## PROBLEM STATEMENT
Among the entries below, how many lines include "Green"? Give the number alone.

## SOURCE MATERIAL
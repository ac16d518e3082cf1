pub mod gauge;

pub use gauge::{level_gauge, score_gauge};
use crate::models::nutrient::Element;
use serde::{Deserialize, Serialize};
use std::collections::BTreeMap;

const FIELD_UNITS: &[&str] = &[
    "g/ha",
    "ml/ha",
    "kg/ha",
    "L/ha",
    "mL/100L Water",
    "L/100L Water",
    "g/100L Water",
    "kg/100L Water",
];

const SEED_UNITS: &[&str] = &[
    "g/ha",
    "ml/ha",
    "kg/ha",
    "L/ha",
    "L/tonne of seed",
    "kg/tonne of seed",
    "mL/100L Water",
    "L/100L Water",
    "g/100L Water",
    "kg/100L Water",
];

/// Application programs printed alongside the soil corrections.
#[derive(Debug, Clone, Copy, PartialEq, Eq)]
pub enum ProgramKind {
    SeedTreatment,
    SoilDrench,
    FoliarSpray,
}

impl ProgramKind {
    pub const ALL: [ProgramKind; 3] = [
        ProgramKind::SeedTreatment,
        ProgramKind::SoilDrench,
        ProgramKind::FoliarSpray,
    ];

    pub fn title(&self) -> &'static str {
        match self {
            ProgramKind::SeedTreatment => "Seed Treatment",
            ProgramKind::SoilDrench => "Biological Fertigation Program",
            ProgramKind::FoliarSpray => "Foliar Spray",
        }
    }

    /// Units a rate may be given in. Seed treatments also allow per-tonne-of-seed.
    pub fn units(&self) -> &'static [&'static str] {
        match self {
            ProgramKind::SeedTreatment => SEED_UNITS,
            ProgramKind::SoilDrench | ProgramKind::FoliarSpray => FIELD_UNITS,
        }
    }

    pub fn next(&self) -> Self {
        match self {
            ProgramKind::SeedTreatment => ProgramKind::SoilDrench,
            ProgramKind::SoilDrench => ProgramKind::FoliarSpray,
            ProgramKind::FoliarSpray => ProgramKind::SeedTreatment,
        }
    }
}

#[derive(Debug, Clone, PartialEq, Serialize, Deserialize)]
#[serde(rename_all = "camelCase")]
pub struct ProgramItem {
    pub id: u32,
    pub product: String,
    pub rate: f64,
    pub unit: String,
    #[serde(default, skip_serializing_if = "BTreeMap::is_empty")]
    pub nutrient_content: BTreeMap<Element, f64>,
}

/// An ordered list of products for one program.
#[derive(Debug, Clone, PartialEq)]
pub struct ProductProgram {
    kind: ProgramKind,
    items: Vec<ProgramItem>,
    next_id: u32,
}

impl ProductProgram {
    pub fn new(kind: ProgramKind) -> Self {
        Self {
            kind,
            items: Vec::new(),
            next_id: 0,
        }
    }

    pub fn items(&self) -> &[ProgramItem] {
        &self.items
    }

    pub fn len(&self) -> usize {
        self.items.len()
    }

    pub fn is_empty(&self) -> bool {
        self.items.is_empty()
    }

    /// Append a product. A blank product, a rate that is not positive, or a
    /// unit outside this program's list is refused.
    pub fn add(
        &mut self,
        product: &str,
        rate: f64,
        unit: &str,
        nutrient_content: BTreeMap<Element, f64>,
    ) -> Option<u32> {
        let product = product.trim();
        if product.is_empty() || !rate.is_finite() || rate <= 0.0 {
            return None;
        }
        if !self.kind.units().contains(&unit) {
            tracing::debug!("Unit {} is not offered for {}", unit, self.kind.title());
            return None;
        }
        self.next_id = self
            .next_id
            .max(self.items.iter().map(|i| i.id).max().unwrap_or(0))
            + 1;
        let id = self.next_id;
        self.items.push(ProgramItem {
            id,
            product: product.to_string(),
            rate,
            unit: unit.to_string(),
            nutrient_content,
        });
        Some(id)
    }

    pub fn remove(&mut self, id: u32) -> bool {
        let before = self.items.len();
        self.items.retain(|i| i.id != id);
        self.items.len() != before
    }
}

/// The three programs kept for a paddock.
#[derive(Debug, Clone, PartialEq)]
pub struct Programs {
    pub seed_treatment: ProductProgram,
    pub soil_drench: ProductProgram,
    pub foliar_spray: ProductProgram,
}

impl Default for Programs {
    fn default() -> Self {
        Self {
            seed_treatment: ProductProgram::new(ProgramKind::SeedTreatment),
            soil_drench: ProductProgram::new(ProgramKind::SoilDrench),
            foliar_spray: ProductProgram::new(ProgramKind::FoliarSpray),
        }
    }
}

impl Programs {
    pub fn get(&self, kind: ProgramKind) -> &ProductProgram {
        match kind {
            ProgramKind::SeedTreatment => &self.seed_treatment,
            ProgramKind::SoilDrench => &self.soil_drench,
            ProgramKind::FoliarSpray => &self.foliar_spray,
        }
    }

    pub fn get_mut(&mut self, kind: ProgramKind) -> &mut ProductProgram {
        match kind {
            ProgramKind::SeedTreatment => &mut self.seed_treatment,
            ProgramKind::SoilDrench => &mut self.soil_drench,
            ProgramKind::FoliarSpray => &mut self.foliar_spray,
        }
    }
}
* * *
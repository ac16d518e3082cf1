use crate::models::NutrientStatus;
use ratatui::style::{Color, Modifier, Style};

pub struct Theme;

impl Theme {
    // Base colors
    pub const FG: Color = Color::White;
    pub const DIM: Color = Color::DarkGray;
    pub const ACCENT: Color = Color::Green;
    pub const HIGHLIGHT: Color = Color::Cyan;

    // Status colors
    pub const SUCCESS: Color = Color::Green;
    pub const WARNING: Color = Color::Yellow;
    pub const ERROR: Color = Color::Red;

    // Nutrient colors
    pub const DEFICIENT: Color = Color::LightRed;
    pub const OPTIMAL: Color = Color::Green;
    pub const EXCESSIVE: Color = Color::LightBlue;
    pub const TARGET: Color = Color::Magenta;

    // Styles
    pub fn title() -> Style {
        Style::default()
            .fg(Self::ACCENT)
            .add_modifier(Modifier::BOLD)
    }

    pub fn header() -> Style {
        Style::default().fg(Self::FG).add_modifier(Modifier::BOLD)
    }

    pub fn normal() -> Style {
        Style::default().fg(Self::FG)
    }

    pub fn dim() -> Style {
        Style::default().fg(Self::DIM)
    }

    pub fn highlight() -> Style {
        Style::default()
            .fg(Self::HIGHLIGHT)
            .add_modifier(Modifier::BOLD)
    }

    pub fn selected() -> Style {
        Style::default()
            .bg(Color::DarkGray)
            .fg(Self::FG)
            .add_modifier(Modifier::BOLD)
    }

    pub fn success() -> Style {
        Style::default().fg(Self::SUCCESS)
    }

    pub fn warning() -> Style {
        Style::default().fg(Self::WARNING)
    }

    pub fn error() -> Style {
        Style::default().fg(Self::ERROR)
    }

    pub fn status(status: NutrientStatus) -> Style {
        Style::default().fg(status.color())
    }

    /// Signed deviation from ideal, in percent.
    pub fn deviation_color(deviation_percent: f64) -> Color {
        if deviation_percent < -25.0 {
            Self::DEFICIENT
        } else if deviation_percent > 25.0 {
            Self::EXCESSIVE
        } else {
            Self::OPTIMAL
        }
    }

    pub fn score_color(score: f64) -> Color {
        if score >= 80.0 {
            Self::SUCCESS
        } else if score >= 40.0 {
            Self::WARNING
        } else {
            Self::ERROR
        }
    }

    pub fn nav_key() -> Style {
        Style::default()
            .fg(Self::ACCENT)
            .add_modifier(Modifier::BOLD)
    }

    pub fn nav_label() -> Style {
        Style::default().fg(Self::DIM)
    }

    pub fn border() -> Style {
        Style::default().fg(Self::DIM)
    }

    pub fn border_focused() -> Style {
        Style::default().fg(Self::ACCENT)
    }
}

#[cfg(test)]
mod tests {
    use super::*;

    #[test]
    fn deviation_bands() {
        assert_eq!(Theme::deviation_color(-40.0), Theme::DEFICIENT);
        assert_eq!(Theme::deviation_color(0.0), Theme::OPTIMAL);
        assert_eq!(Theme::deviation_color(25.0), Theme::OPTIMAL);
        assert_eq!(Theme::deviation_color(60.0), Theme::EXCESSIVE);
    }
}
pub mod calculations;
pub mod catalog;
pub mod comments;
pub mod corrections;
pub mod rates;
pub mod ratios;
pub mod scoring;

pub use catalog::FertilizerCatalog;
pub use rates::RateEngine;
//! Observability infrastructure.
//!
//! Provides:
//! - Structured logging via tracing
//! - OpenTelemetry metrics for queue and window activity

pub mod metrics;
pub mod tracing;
...
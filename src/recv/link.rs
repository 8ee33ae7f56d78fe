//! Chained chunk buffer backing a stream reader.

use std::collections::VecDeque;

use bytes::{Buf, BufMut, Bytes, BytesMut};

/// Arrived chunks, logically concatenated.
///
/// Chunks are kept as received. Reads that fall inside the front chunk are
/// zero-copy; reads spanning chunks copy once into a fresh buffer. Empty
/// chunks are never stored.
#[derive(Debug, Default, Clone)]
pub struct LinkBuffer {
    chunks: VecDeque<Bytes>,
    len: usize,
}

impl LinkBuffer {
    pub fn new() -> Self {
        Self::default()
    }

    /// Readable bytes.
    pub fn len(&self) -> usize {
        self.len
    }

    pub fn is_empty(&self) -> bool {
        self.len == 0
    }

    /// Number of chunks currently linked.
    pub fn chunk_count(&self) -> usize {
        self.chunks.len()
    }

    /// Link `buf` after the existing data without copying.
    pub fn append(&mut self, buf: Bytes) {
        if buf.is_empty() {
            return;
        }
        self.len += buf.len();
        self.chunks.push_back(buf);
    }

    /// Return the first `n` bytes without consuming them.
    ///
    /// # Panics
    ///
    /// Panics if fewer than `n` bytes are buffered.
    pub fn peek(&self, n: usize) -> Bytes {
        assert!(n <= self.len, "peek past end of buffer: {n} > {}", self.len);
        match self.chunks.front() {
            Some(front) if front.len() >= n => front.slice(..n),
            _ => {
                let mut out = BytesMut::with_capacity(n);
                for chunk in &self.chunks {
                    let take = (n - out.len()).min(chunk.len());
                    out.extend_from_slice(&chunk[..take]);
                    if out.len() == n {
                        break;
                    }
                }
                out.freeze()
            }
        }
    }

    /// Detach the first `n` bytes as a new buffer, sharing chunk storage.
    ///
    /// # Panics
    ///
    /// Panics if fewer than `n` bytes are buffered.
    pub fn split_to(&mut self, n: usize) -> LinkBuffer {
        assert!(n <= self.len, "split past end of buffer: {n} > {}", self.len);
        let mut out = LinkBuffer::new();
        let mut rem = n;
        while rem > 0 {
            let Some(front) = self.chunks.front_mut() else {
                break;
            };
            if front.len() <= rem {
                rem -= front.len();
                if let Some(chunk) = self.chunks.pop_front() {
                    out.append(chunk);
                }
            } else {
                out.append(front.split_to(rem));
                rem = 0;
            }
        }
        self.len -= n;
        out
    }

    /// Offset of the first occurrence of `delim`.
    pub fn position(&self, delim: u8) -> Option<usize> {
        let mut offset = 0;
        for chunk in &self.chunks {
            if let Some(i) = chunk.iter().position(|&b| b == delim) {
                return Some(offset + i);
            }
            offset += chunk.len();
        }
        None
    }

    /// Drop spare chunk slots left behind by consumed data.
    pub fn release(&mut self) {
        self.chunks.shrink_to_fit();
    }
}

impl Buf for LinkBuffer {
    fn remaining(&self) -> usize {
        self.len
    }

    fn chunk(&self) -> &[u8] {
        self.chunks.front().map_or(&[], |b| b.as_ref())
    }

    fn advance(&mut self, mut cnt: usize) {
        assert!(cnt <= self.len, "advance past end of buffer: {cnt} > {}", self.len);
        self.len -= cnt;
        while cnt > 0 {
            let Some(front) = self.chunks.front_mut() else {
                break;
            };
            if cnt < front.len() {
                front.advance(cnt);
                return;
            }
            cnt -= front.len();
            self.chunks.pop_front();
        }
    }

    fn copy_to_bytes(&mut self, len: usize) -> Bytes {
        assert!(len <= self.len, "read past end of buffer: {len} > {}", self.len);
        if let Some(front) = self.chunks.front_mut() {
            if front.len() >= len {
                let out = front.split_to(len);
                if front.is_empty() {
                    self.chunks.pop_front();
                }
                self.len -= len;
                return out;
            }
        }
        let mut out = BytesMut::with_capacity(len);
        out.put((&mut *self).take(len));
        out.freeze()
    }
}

## RESULT OF THE EXERCISE
3